The idea of simultaneous elections to the Lok Sabha and to the state Legislative Assemblies across the country is gaining support, even though the Election Commission of India and many states and political parties see it as impractical and even a threat to Indian federalism. Currently, elections to the Lok Sabha are held in phases spanning around 40 days, and elections to the state legislatures are held in groups such that states having legislators’ tenure expiring at around the same time go to elections at the same time.
Issues with current way of elections:
- Suspension of development programmes, welfare activities due to frequent imposition of Model Code of Conduct.
- Massive expenditures by government and various stakeholders on frequent elections.
- Engagement of government personnel and security forces for a prolonged period of time.
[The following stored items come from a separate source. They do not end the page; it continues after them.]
use std::collections::BTreeMap;
use std::sync::Arc;

use chrono::Utc;
use serde::{Deserialize, Serialize};

use super::collaborators::{AnswerSnapshot, AuthSession};
use super::domain::{
    AnswerValue, Answers, Application, ApplicationType, Destination, StepKey, WizardState,
};
use super::reconcile::{reconcile, Violation};
use super::registry::SubEntityRegistry;
use super::rules::{
    declared_fields, generate_ruleset, step_count, validate, Condition, FieldIssue, Ruleset,
    RENOVATION_PURPOSES,
};
use super::sentinel::SentinelPolicy;

/// Overrides the default `step + 1` destination when `when` holds.
#[derive(Debug, Clone, PartialEq)]
pub struct BranchRule {
    pub step: u8,
    pub when: Condition,
    pub destination: Destination,
}

pub fn branch_rules(application_type: ApplicationType) -> Vec<BranchRule> {
    match application_type {
        ApplicationType::CreditCalculation => vec![BranchRule {
            step: 1,
            when: Condition::All(vec![
                Condition::OneOf {
                    field: "purpose_of_loan",
                    values: RENOVATION_PURPOSES,
                },
                Condition::IsTrue {
                    field: "have_mortgage",
                },
            ]),
            destination: Destination::Service {
                application_type: ApplicationType::MortgageRefinance,
                step: 1,
            },
        }],
        _ => Vec::new(),
    }
}

#[derive(Debug, Clone, PartialEq, Serialize, Deserialize)]
#[serde(tag = "outcome", rename_all = "snake_case")]
pub enum SubmitOutcome {
    Advanced {
        step: u8,
    },
    /// Continue in another flow, carrying the answers its step declares.
    Rerouted {
        application_type: ApplicationType,
        step: u8,
        seed: Answers,
    },
    AuthenticationRequired {
        pending: Destination,
    },
    Submitted,
    Rejected {
        issues: Vec<FieldIssue>,
        violations: Vec<Violation>,
    },
    StepMismatch {
        expected: u8,
        received: u8,
    },
}

impl SubmitOutcome {
    pub fn is_accepted(&self) -> bool {
        !matches!(
            self,
            SubmitOutcome::Rejected { .. } | SubmitOutcome::StepMismatch { .. }
        )
    }
}

/// Owns one application's step position and state transitions.
#[derive(Debug, Clone)]
pub struct StepController {
    application: Application,
    branches: Vec<BranchRule>,
}

impl StepController {
    pub fn new(application_type: ApplicationType) -> Self {
        Self::from_application(Application::new(application_type))
    }

    pub fn from_application(application: Application) -> Self {
        let branches = branch_rules(application.application_type);
        Self {
            application,
            branches,
        }
    }

    pub fn application(&self) -> &Application {
        &self.application
    }

    pub fn into_application(self) -> Application {
        self.application
    }

    pub fn step_count(&self) -> u8 {
        step_count(self.application.application_type)
    }

    pub fn step_key(&self) -> StepKey {
        self.application.step_key()
    }

    pub fn ruleset(&self) -> Ruleset {
        generate_ruleset(self.step_key(), &self.application.answers)
    }

    pub fn registry(&self) -> &SubEntityRegistry {
        &self.application.sub_entities
    }

    pub fn registry_mut(&mut self) -> &mut SubEntityRegistry {
        self.application.touch();
        &mut self.application.sub_entities
    }

    pub fn set_logged_in(&mut self, logged_in: bool) {
        self.application.is_logged_in = logged_in;
    }

    pub fn set_answer(&mut self, field: impl Into<String>, value: impl Into<AnswerValue>) {
        self.application.answers.insert(field, value);
        self.application.touch();
    }

    /// Apply a field patch; `None` clears the field.
    pub fn apply_patch(&mut self, patch: &BTreeMap<String, Option<AnswerValue>>) {
        for (field, value) in patch {
            match value {
                Some(value) => self.application.answers.insert(field.clone(), value.clone()),
                None => {
                    self.application.answers.remove(field);
                }
            }
        }
        self.application.touch();
    }

    /// Merge answers seeded by a reroute from another flow.
    pub fn seed(&mut self, seed: &Answers) {
        self.application.answers.merge(seed);
        self.application.touch();
    }

    pub fn submit(&mut self, step: u8, answers: &Answers) -> SubmitOutcome {
        let expected = self.application.current_step;
        if step != expected || self.application.state != WizardState::InProgress {
            tracing::debug!(
                expected,
                received = step,
                state = self.application.state.label(),
                "submit ignored"
            );
            return SubmitOutcome::StepMismatch {
                expected,
                received: step,
            };
        }

        let candidate = self.application.answers.merged(answers);
        let key = self.step_key();
        let ruleset = generate_ruleset(key, &candidate);
        let issues = validate(&ruleset, &candidate);

        let mut probe = self.application.clone();
        probe.answers = candidate.clone();
        let violations = reconcile(&probe).violations_for_step(step);

        if !issues.is_empty() || !violations.is_empty() {
            tracing::debug!(
                step = %key,
                issues = issues.len(),
                violations = violations.len(),
                "submit rejected"
            );
            return SubmitOutcome::Rejected { issues, violations };
        }

        self.application.answers = candidate;
        self.application.touch();

        let destination = self.destination_after(step);
        if !self.application.is_logged_in && past_first_step(destination) {
            tracing::info!(step = %key, ?destination, "authentication required before advancing");
            self.application.state = WizardState::AwaitingAuthentication {
                pending: destination,
            };
            return SubmitOutcome::AuthenticationRequired {
                pending: destination,
            };
        }

        self.transition(destination)
    }

    /// Mark the user signed in and resume an interrupted transition.
    pub fn complete_authentication(&mut self, session: &AuthSession) -> Option<SubmitOutcome> {
        self.application.is_logged_in = true;
        self.application.profile = Some(session.profile.clone());
        self.application.touch();

        match self.application.state {
            WizardState::AwaitingAuthentication { pending } => {
                tracing::info!(
                    flow = %self.application.application_type,
                    ?pending,
                    "resuming after authentication"
                );
                self.application.state = WizardState::InProgress;
                Some(self.transition(pending))
            }
            _ => None,
        }
    }

    pub fn cancel_authentication(&mut self) {
        if matches!(
            self.application.state,
            WizardState::AwaitingAuthentication { .. }
        ) {
            self.application.state = WizardState::InProgress;
            self.application.touch();
        }
    }

    /// Step back without validation. Never goes below step 1.
    pub fn back(&mut self) -> u8 {
        match self.application.state {
            WizardState::Submitted | WizardState::AwaitingAuthentication { .. } => {
                self.application.state = WizardState::InProgress;
            }
            WizardState::InProgress => {
                self.application.current_step =
                    self.application.current_step.saturating_sub(1).max(1);
            }
        }
        self.application.touch();
        tracing::info!(
            flow = %self.application.application_type,
            step = self.application.current_step,
            "moved back"
        );
        self.application.current_step
    }

    /// Available once the offer step or the submitted state is reached.
    pub fn finalized_snapshot(&self) -> Option<AnswerSnapshot> {
        let at_terminal = self.application.current_step >= self.step_count();
        if !(at_terminal || self.application.state == WizardState::Submitted) {
            return None;
        }
        Some(AnswerSnapshot {
            application_type: self.application.application_type,
            answers: Arc::new(self.application.answers.clone()),
            sub_entities: Arc::new(self.application.sub_entities.clone()),
            taken_at: Utc::now(),
        })
    }

    pub fn policy(&self) -> SentinelPolicy {
        SentinelPolicy::for_application(self.application.application_type)
    }

    fn destination_after(&self, step: u8) -> Destination {
        let policy = self.policy();
        let branched = self
            .branches
            .iter()
            .filter(|rule| rule.step == step)
            .find(|rule| rule.when.evaluate(&self.application.answers, &policy) == Some(true))
            .map(|rule| rule.destination);

        branched.unwrap_or_else(|| {
            if step >= self.step_count() {
                Destination::Submitted
            } else {
                Destination::Step { step: step + 1 }
            }
        })
    }

    fn transition(&mut self, destination: Destination) -> SubmitOutcome {
        let flow = self.application.application_type;
        self.application.touch();
        match destination {
            Destination::Step { step } => {
                self.application.current_step = step;
                tracing::info!(flow = %flow, step, "advanced");
                SubmitOutcome::Advanced { step }
            }
            Destination::Submitted => {
                self.application.state = WizardState::Submitted;
                tracing::info!(flow = %flow, "application submitted");
                SubmitOutcome::Submitted
            }
            Destination::Service {
                application_type,
                step,
            } => {
                let target = StepKey::new(application_type, step);
                let seed = self
                    .application
                    .answers
                    .retain_fields(declared_fields(target));
                tracing::info!(from = %flow, to = %target, seeded = seed.len(), "rerouted");
                SubmitOutcome::Rerouted {
                    application_type,
                    step,
                    seed,
                }
            }
        }
    }
}

fn past_first_step(destination: Destination) -> bool {
    match destination {
        Destination::Step { step } | Destination::Service { step, .. } => step > 1,
        Destination::Submitted => true,
    }
}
- Election season throughout the year encourages political rhetorics – and issues of caste, religion and communal issues prop up as part of campaigning, sharpening the fault-lines in the society.
Expected Advantages of simultaneous elections to the Lok Sabha and the state Legislative Assemblies:
- Reduction in election expenditure. Saved money can be spent on improving governance.
- Reduced wastage of time in campaigning: ruling party at centre would save time by not having to campaign for state elections all throughout its term in government.
- Minimising disruption of normal life.
Concerns / Disadvantages with simultaneous elections:
- Influence on Voter behaviour
- State and national elections are often fought on different sets of issues. In simultaneous elections, voters may end up privileging one set over the other, resulting in either over-amplification of shadowing-down of the local issues with respect to the national issues.
- Threat to Federalism and political diversity
- Constitutional amendments will we required to make simultaneous elections possible, as it will require ending terms of some state legislative assemblies before their stipulated time. This might compromise federal character of the constitution.
- Federalisation of Indian polity, rise of regional parties, with the emergence of coalition politics and a robust multi-party system, has deepened democracy in India, with every state evolving its own distinct political scenario and specific format and timetable of political competition, and throwing its own set of priorities and issues. The idea of simultaneous polls is disrespectful of the spirit of federalism, and can flatten out political diversities.
- Logistical impracticality is another concern. Deployment of security forces and officials throughout the country during the same time might be difficult. The Election Commission has said that it doesn’t have enough logistics to hold elections across the country at the same time. Even Lok Sabha elections are not held at once, but in phases, due to limited resources such as Electronic Voting Machines, Security Personnel, Election Officers, etc.
More related information:
The first election in independent India was held simultaneously at the Centre and in the states. But election cycles soon diverged and evolved differently in each state. The parliamentary, federal system has worked well for a country of diverse voices and many minorities.
Simultaneous elections were recommended by Justice Jeevan Reddy headed Law Commission in 1997.
Legislative Assembly elections in four states – Andhra Pradesh, Arunachal Pradesh, Odisha, and Sikkim were held simultaneously with the 2019 Lok Sabha elections.